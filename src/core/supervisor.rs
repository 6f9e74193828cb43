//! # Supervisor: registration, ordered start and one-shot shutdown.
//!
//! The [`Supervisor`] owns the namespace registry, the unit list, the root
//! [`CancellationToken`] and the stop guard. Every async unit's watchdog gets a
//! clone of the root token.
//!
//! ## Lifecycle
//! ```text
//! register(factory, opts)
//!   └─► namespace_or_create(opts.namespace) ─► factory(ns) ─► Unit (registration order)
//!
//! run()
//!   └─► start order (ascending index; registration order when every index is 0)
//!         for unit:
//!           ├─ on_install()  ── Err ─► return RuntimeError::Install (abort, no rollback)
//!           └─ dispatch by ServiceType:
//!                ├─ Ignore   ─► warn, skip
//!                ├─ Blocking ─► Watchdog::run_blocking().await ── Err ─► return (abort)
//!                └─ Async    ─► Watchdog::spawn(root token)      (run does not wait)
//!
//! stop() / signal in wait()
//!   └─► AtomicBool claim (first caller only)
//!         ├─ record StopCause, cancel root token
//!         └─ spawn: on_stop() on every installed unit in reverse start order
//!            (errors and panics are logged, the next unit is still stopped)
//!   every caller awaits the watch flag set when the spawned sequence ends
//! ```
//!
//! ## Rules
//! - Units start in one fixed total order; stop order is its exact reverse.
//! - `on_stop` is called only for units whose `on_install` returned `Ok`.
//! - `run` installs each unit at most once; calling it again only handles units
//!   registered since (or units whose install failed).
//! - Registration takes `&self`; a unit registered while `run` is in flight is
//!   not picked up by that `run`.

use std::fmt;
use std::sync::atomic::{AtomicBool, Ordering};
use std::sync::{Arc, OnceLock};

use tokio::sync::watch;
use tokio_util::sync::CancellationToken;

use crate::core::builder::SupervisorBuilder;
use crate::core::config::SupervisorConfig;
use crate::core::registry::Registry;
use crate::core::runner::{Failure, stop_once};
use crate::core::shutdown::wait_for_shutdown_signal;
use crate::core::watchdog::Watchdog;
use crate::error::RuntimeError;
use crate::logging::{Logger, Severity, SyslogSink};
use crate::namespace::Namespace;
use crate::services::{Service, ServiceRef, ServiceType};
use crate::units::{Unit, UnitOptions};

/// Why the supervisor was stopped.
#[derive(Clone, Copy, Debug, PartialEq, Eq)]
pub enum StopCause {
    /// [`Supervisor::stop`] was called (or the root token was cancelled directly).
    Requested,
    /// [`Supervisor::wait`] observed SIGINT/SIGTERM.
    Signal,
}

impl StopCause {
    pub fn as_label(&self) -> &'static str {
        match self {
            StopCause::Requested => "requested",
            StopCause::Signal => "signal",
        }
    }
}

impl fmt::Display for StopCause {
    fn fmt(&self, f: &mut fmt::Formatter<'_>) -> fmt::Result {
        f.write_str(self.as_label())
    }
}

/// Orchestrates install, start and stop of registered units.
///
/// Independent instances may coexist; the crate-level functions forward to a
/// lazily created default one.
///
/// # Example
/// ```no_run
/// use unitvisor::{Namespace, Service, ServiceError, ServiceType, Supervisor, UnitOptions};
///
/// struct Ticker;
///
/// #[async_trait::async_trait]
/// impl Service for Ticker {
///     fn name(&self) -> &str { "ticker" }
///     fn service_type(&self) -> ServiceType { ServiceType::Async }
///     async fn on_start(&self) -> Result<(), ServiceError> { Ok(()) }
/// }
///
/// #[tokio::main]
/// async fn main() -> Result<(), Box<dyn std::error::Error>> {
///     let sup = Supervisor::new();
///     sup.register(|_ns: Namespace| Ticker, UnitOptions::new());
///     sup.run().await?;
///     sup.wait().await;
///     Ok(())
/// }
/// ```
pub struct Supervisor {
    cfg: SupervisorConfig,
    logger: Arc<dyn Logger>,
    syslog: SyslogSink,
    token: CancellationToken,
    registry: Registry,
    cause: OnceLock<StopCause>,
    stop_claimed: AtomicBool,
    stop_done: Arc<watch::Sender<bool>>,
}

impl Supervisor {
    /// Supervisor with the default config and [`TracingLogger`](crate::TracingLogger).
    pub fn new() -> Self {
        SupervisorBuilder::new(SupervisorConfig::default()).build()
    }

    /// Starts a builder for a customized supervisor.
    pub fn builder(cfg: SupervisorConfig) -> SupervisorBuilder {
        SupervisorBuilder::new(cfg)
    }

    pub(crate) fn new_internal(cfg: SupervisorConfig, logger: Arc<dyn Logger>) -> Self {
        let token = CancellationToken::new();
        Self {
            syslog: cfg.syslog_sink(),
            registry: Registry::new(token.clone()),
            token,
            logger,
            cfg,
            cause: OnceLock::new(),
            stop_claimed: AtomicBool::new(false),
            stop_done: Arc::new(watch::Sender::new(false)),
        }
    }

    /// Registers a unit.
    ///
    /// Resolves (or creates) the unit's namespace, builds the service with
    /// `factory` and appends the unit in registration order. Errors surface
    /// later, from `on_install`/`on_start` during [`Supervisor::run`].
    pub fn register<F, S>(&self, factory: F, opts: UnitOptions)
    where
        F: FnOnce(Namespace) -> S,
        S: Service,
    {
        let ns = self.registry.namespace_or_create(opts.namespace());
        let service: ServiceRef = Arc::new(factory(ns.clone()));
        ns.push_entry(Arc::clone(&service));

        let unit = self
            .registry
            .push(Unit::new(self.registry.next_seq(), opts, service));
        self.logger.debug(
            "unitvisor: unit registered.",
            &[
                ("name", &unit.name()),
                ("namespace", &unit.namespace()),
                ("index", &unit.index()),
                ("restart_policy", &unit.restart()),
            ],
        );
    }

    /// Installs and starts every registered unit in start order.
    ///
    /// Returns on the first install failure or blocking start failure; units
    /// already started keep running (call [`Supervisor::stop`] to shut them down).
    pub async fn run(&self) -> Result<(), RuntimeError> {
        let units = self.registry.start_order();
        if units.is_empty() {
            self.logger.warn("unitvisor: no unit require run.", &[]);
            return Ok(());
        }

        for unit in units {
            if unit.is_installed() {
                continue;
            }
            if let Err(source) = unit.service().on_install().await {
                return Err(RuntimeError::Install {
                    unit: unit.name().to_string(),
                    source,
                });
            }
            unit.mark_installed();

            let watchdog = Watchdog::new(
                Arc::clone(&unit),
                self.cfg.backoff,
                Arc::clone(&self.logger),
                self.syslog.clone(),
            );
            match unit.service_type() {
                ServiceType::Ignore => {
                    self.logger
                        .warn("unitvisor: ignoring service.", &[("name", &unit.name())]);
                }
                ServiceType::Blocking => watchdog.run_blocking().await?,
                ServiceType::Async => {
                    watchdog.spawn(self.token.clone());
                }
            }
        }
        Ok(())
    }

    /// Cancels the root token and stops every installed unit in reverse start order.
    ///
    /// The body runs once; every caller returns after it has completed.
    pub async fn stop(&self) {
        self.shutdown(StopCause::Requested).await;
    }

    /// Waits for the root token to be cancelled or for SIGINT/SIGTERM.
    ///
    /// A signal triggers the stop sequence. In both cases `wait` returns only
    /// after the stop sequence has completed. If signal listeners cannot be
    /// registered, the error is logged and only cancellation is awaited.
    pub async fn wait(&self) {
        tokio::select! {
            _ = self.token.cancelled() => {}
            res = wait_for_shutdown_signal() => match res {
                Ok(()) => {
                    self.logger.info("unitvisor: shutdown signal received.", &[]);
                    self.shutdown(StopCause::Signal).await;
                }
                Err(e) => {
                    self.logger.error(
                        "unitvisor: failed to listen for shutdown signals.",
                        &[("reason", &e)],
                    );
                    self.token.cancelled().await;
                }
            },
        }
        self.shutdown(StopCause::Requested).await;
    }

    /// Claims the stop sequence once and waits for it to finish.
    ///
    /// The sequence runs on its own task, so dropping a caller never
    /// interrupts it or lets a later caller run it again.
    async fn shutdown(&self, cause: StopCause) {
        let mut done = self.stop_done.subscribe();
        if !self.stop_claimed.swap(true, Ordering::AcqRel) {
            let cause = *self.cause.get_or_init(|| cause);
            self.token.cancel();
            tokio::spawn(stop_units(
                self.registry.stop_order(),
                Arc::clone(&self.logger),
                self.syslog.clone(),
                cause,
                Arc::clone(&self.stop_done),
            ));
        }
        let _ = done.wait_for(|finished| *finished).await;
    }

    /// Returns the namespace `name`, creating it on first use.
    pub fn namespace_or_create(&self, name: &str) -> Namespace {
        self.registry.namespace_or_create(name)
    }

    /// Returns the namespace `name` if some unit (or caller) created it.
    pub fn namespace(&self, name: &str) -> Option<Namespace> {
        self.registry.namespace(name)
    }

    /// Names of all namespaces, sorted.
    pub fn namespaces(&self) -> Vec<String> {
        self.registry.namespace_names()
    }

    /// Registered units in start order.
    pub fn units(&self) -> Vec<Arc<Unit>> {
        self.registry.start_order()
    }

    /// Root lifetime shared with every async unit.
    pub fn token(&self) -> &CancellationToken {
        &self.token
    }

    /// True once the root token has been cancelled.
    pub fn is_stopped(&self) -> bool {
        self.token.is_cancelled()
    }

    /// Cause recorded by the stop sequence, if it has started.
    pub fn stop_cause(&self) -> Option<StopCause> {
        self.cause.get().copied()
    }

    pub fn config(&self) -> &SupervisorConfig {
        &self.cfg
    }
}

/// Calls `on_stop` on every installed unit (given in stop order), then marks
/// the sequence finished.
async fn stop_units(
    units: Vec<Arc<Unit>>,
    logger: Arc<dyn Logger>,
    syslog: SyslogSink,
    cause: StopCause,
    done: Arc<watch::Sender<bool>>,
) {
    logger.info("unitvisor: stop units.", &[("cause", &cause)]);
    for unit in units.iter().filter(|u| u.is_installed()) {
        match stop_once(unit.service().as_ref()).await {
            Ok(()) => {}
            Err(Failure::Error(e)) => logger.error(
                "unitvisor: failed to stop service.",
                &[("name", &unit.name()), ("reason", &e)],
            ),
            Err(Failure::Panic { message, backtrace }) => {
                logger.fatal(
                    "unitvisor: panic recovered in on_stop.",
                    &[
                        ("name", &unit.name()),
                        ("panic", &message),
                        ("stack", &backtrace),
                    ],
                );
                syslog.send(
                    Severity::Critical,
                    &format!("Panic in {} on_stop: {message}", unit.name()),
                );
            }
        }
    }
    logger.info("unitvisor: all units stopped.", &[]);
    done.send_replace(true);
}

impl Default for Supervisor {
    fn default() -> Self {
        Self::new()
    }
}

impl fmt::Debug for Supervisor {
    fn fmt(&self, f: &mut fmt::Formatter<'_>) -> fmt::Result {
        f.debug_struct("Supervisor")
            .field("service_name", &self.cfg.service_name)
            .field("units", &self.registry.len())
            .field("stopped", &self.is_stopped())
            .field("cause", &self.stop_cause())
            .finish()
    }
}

◆ ◆ ◆

■ What you need to do
If a line in the records above has the word "finished", copy it.

■ Exercise solution
        let _ = done.wait_for(|finished| *finished).await;
/// the sequence finished.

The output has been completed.